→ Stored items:
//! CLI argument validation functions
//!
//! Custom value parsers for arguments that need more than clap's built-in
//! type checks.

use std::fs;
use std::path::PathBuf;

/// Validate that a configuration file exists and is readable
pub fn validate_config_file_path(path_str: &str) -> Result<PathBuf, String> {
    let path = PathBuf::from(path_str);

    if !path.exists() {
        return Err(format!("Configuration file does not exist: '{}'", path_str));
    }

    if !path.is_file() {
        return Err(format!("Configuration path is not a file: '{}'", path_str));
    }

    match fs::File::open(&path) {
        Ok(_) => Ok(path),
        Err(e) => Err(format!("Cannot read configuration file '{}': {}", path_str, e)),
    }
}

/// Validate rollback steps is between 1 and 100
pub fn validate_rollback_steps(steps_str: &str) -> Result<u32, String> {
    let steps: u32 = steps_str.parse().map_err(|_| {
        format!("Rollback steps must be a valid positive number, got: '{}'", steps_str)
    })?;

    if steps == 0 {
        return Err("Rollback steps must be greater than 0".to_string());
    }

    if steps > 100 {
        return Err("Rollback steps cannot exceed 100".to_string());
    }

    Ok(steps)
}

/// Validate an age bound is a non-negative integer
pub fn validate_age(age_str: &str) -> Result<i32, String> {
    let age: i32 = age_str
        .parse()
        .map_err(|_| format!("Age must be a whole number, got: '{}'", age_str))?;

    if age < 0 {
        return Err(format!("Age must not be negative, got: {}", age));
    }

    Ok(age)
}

→ The problem: Check every line above for the string "return" and copy those that have it.

→ Task output:
        return Err(format!("Configuration file does not exist: '{}'", path_str));
        return Err(format!("Configuration path is not a file: '{}'", path_str));
        return Err("Rollback steps must be greater than 0".to_string());
        return Err("Rollback steps cannot exceed 100".to_string());
        return Err(format!("Age must not be negative, got: {}", age));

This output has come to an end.